Поздно ночью, дети уже спали, с той стороны кричат; бросились к реке: голос Д. П. [Максутова] и с ним радостный лай Барсика, его верного спутника. Как описать чувства мои при этом свидании, и радость общего избавления, и общий нам страх за близкого, нами обоими нежно любимого человека.
На другой день чуть свет поехали назад; после трехчасового пути в холодное, сырое, туманное утро пришли мы к Аваче, и в виду ее засели на отмелях; кругом торчат камни, да желтеет песок, кое-где стоит вода. Мы были в четырех батах; первого выкинули Барсика, вылезли люди, вылезли Жора, Степа, Д. П. и пошли бродить; так как при подобных путешествиях всегда надеваются на ноги непромокаемые якутские сары, то бродить таким образом по мелкой речке безопасно, нога остается суха. И мне это приходилось испытывать не раз.
Вдруг гул пушки из порта… Что бы это значило? Д. П., Жора и Степа, оставив баты на попечение батовщиков, побежали по воде бродом в деревню, узнать, что это значит. Скоро возвратились с известием: был сигнал: суда идут назад. Д. П. требуют в порт. В продолжение всего времени на хуторе Жоря плакал и просился к отцу, теперь я не видела нужды ему отказать в этом. В одно мгновение они с дядей исчезли. Через несколько минуть пришли нам на помощь пустые баты и с большим трудом перетащили нас в деревню. Малютки плакали; мелкий дождь пронизывал до костей. Как ни огорчило новое известие, но как-то все уже попривыкли к постоянным тревогам, все только попримолкли. Детей перенесли в ту же хижину, обсушили, накормили, обогрели.

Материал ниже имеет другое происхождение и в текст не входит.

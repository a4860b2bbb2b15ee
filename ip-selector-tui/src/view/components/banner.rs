//! 横幅组件
//!
//! 同一时刻只显示一种横幅：处理中、成功或错误。

use ratatui::{
    Frame,
    layout::Rect,
    style::{Modifier, Style},
    text::{Line, Span},
    widgets::Paragraph,
};

use ip_selector_core::types::UiState;

use crate::i18n::t;
use crate::model::App;
use crate::view::theme::colors;

/// 渲染横幅
pub fn render(app: &App, frame: &mut Frame, area: Rect) {
    let c = colors();
    let line = match &app.banner {
        UiState::Idle => Line::from(""),
        UiState::Loading => Line::from(Span::styled(
            format!(" ◌ {}", t().banner.loading),
            Style::default().fg(c.warning),
        )),
        UiState::Success { message, .. } => Line::from(Span::styled(
            format!(" ✔ {message}"),
            Style::default().fg(c.success).add_modifier(Modifier::BOLD),
        )),
        UiState::Error { message } => Line::from(Span::styled(
            format!(" ✘ {message}"),
            Style::default().fg(c.error).add_modifier(Modifier::BOLD),
        )),
    };
    frame.render_widget(Paragraph::new(line), area);
}
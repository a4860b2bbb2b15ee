//! 地址段编辑器视图

use ratatui::{
    Frame,
    layout::{Position, Rect},
    style::{Modifier, Style},
    text::Line,
    widgets::{Block, Borders, Paragraph},
};
use unicode_width::UnicodeWidthStr;

use crate::i18n::t;
use crate::model::App;
use crate::view::theme::colors;

/// 渲染编辑器
pub fn render(app: &App, frame: &mut Frame, area: Rect) {
    let texts = t();
    let c = colors();
    let focused = app.focus.is_editor();

    let block = Block::default()
        .title(format!(" {} ", texts.editor.title))
        .title_style(Style::default().fg(c.fg).add_modifier(Modifier::BOLD))
        .borders(Borders::ALL)
        .border_style(c.border_style(focused));
    let inner = block.inner(area);
    frame.render_widget(block, area);

    let editor = &app.editor;
    if editor.text().is_empty() && !focused {
        let placeholder = Paragraph::new(Line::styled(
            texts.editor.placeholder,
            Style::default().fg(c.muted),
        ));
        frame.render_widget(placeholder, inner);
        return;
    }

    let (row, col) = editor.cursor();
    let offset = scroll_offset(row, inner.height);
    let lines: Vec<Line> = editor.lines().iter().map(|l| Line::raw(l.as_str())).collect();
    let paragraph = Paragraph::new(lines)
        .style(Style::default().fg(c.fg))
        .scroll((offset, 0));
    frame.render_widget(paragraph, inner);

    if focused {
        let prefix: String = editor.lines()[row].chars().take(col).collect();
        let x = inner.x.saturating_add(to_u16(prefix.width()));
        let y = inner.y.saturating_add(to_u16(row).saturating_sub(offset));
        frame.set_cursor_position(Position::new(x.min(inner.right().saturating_sub(1)), y));
    }
}

/// 使光标所在行可见所需的滚动行数
fn scroll_offset(cursor_row: usize, height: u16) -> u16 {
    let visible = usize::from(height.max(1));
    to_u16(cursor_row.saturating_sub(visible - 1))
}

fn to_u16(n: usize) -> u16 {
    u16::try_from(n).unwrap_or(u16::MAX)
}
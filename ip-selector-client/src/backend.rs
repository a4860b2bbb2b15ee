//! reqwest implementation of [`SelectionBackend`].

use async_trait::async_trait;
use reqwest::{Client, RequestBuilder};
use serde::de::DeserializeOwned;
use url::Url;

use crate::error::{ClientError, Result};
use crate::http_client::HttpUtils;
use crate::traits::SelectionBackend;
use crate::types::{ApiEnvelope, CandidateRecord, ClientConfig, JobStatus, SyncDnsRequest};

const PATH_SELECT: &str = "api/ip/select";
const PATH_SELECT_STATUS: &str = "api/ip/select/status";
const PATH_DNS_SYNC: &str = "api/dns/sync";
const PATH_HEALTH_CHECK: &str = "api/server/health_check";

/// HTTP client for the selection backend.
#[derive(Debug)]
pub struct HttpSelectionBackend {
    client: Client,
    base_url: Url,
}

impl HttpSelectionBackend {
    /// Build a client from configuration.
    ///
    /// The base URL may carry a path prefix; endpoints are resolved below it.
    pub fn new(config: &ClientConfig) -> Result<Self> {
        let base_url = normalize_base_url(&config.base_url)?;
        let client = Client::builder()
            .connect_timeout(config.connect_timeout())
            .timeout(config.request_timeout())
            .build()
            .map_err(|e| ClientError::NetworkError {
                detail: format!("Failed to create HTTP client: {e}"),
            })?;

        Ok(Self { client, base_url })
    }

    /// Base URL all endpoints are resolved against.
    pub fn base_url(&self) -> &Url {
        &self.base_url
    }

    fn endpoint(&self, path: &str) -> Result<Url> {
        self.base_url
            .join(path)
            .map_err(|e| ClientError::InvalidUrl {
                url: format!("{}{path}", self.base_url),
                detail: e.to_string(),
            })
    }

    /// Send, check HTTP status, unwrap the envelope.
    async fn call<T: DeserializeOwned>(
        &self,
        request: RequestBuilder,
        method: &str,
        url: &Url,
    ) -> Result<Option<T>> {
        let (status, text) = HttpUtils::execute_request(request, method, url.as_str()).await?;
        HttpUtils::ensure_success_status(status, &text)?;

        let envelope: ApiEnvelope<T> = HttpUtils::parse_json(&text)?;
        envelope.into_result().inspect_err(|e| {
            log::warn!("{method} {url} rejected: {e}");
        })
    }
}

/// Parse the base URL and make sure its path ends with `/` so `Url::join`
/// appends instead of replacing the last segment.
fn normalize_base_url(raw: &str) -> Result<Url> {
    let mut url = Url::parse(raw.trim()).map_err(|e| ClientError::InvalidUrl {
        url: raw.to_string(),
        detail: e.to_string(),
    })?;
    if !url.path().ends_with('/') {
        let path = format!("{}/", url.path());
        url.set_path(&path);
    }
    Ok(url)
}

#[async_trait]
impl SelectionBackend for HttpSelectionBackend {
    async fn list_selected(&self) -> Result<Vec<CandidateRecord>> {
        let url = self.endpoint(PATH_SELECT)?;
        let request = self.client.get(url.clone());
        let records: Option<Vec<CandidateRecord>> = self.call(request, "GET", &url).await?;
        Ok(records.unwrap_or_default())
    }

    async fn submit_selection(&self, ranges: &[String]) -> Result<()> {
        let url = self.endpoint(PATH_SELECT)?;
        let request = self.client.post(url.clone()).json(ranges);
        self.call::<serde_json::Value>(request, "POST", &url)
            .await
            .map(|_| ())
    }

    async fn selection_status(&self) -> Result<JobStatus> {
        let url = self.endpoint(PATH_SELECT_STATUS)?;
        let request = self.client.get(url.clone());
        let status: Option<JobStatus> = self.call(request, "GET", &url).await?;
        status.ok_or_else(|| ClientError::ParseError {
            detail: "status response is missing the data field".to_string(),
        })
    }

    async fn sync_dns(&self, ip: &str) -> Result<()> {
        let url = self.endpoint(PATH_DNS_SYNC)?;
        let body = SyncDnsRequest { ip: ip.to_string() };
        let request = self.client.post(url.clone()).json(&body);
        self.call::<serde_json::Value>(request, "POST", &url)
            .await
            .map(|_| ())
    }

    async fn health_check(&self) -> Result<()> {
        let url = self.endpoint(PATH_HEALTH_CHECK)?;
        let request = self.client.get(url.clone());
        self.call::<serde_json::Value>(request, "GET", &url)
            .await
            .map(|_| ())
    }
}
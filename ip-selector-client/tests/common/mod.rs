//! 共享测试工具和辅助函数

#![allow(dead_code)]

use std::sync::{Arc, Mutex};

use tokio::io::{AsyncReadExt, AsyncWriteExt};
use tokio::net::{TcpListener, TcpStream};
use tokio::task::JoinHandle;

use ip_selector_client::{ClientConfig, HttpSelectionBackend};

/// 跳过测试的宏（当环境变量缺失时）
#[macro_export]
macro_rules! skip_if_no_backend {
    ($($var:expr),+) => {
        $(
            if std::env::var($var).is_err() {
                eprintln!("跳过测试: 缺少环境变量 {}", $var);
                return;
            }
        )+
    };
}

/// 断言 `Result` 为 `Ok`，并解包返回内部值（失败则直接让测试失败）。
#[macro_export]
macro_rules! require_ok {
    ($expr:expr $(,)?) => {{
        let res = $expr;
        assert!(res.is_ok(), "expected Ok(..), got {res:?}");
        let Ok(val) = res else {
            return;
        };
        val
    }};
    ($expr:expr, $($msg:tt)+) => {{
        let res = $expr;
        assert!(
            res.is_ok(),
            "{}: {res:?}",
            format_args!($($msg)+)
        );
        let Ok(val) = res else {
            return;
        };
        val
    }};
}

/// 服务端收到的一次请求
#[derive(Debug, Clone)]
pub struct RecordedRequest {
    pub method: String,
    pub path: String,
    pub body: String,
}

impl RecordedRequest {
    pub fn json(&self) -> serde_json::Value {
        serde_json::from_str(&self.body).unwrap_or(serde_json::Value::Null)
    }
}

/// 按顺序返回预设响应的本地 HTTP 服务
///
/// 响应用尽后重复最后一个。每个连接只处理一个请求。
pub struct CannedServer {
    pub base_url: String,
    requests: Arc<Mutex<Vec<RecordedRequest>>>,
    handle: JoinHandle<()>,
}

impl CannedServer {
    /// 启动服务，`responses` 为 `(HTTP 状态码, 响应体)` 列表
    pub async fn start(responses: Vec<(u16, String)>) -> Self {
        Self::start_with_prefix(responses, "").await
    }

    /// 同上，但 `base_url` 带路径前缀（如 `/panel`）
    pub async fn start_with_prefix(responses: Vec<(u16, String)>, prefix: &str) -> Self {
        let listener = TcpListener::bind("127.0.0.1:0").await.unwrap();
        let addr = listener.local_addr().unwrap();
        let requests = Arc::new(Mutex::new(Vec::new()));

        let recorded = Arc::clone(&requests);
        let handle = tokio::spawn(async move {
            let mut index = 0usize;
            loop {
                let Ok((stream, _)) = listener.accept().await else {
                    return;
                };
                let response = responses
                    .get(index)
                    .or_else(|| responses.last())
                    .cloned()
                    .unwrap_or((200, r#"{"code":0}"#.to_string()));
                index += 1;
                if let Some(req) = handle_connection(stream, response).await {
                    recorded.lock().unwrap().push(req);
                }
            }
        });

        Self {
            base_url: format!("http://{addr}{prefix}"),
            requests,
            handle,
        }
    }

    /// 指向本服务的 backend
    pub fn backend(&self) -> HttpSelectionBackend {
        let config = ClientConfig {
            base_url: self.base_url.clone(),
            ..ClientConfig::default()
        };
        HttpSelectionBackend::new(&config).unwrap()
    }

    pub fn requests(&self) -> Vec<RecordedRequest> {
        self.requests.lock().unwrap().clone()
    }
}

impl Drop for CannedServer {
    fn drop(&mut self) {
        self.handle.abort();
    }
}

/// 构造 `{code:0, data}` 响应体
pub fn ok_body(data: &serde_json::Value) -> String {
    serde_json::json!({ "code": 0, "data": data }).to_string()
}

async fn handle_connection(
    mut stream: TcpStream,
    (status, body): (u16, String),
) -> Option<RecordedRequest> {
    let mut buf = Vec::new();
    let mut chunk = [0u8; 4096];

    let header_end = loop {
        let n = stream.read(&mut chunk).await.ok()?;
        if n == 0 {
            return None;
        }
        buf.extend_from_slice(&chunk[..n]);
        if let Some(pos) = find_subslice(&buf, b"\r\n\r\n") {
            break pos + 4;
        }
    };

    let head = String::from_utf8_lossy(&buf[..header_end]).to_string();
    let mut lines = head.lines();
    let mut request_line = lines.next()?.split_whitespace();
    let method = request_line.next()?.to_string();
    let path = request_line.next()?.to_string();

    let content_length = lines
        .filter_map(|line| line.split_once(':'))
        .find(|(name, _)| name.trim().eq_ignore_ascii_case("content-length"))
        .and_then(|(_, value)| value.trim().parse::<usize>().ok())
        .unwrap_or(0);

    while buf.len() < header_end + content_length {
        let n = stream.read(&mut chunk).await.ok()?;
        if n == 0 {
            break;
        }
        buf.extend_from_slice(&chunk[..n]);
    }
    let body_end = buf.len().min(header_end + content_length);
    let request_body = String::from_utf8_lossy(&buf[header_end..body_end]).to_string();

    let response = format!(
        "HTTP/1.1 {status} X\r\nContent-Type: application/json\r\nContent-Length: {}\r\nConnection: close\r\n\r\n{body}",
        body.len()
    );
    let _ = stream.write_all(response.as_bytes()).await;
    let _ = stream.shutdown().await;

    Some(RecordedRequest {
        method,
        path,
        body: request_body,
    })
}

fn find_subslice(haystack: &[u8], needle: &[u8]) -> Option<usize> {
    haystack.windows(needle.len()).position(|w| w == needle)
}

– Кирилло, голубчик, позаботься ты о ребятишках. Бежим, Серафима Гавриловна, в порт, повидаемся с мужьями, а там что бог даст.
– Который час?
– Да одиннадцать либо двенадцать. – У нас часов с собою все время не было, мои давно стояли, поправить негде; жили все это время по солнцу. – В два часа мы дойдем до порта. Ежели понадобится, так еще засветло воротимся к детям.
Сказано – сделано. Пошли мы с ней скорым шагом, с нами только мой Степа, да ее Петя. Заблудиться бояться нечего, медведя также, он верно далеко отошел – испугался пальбы.
– Я-то привычная, – говорит Губарева, – а вы смотрите, не выдержите.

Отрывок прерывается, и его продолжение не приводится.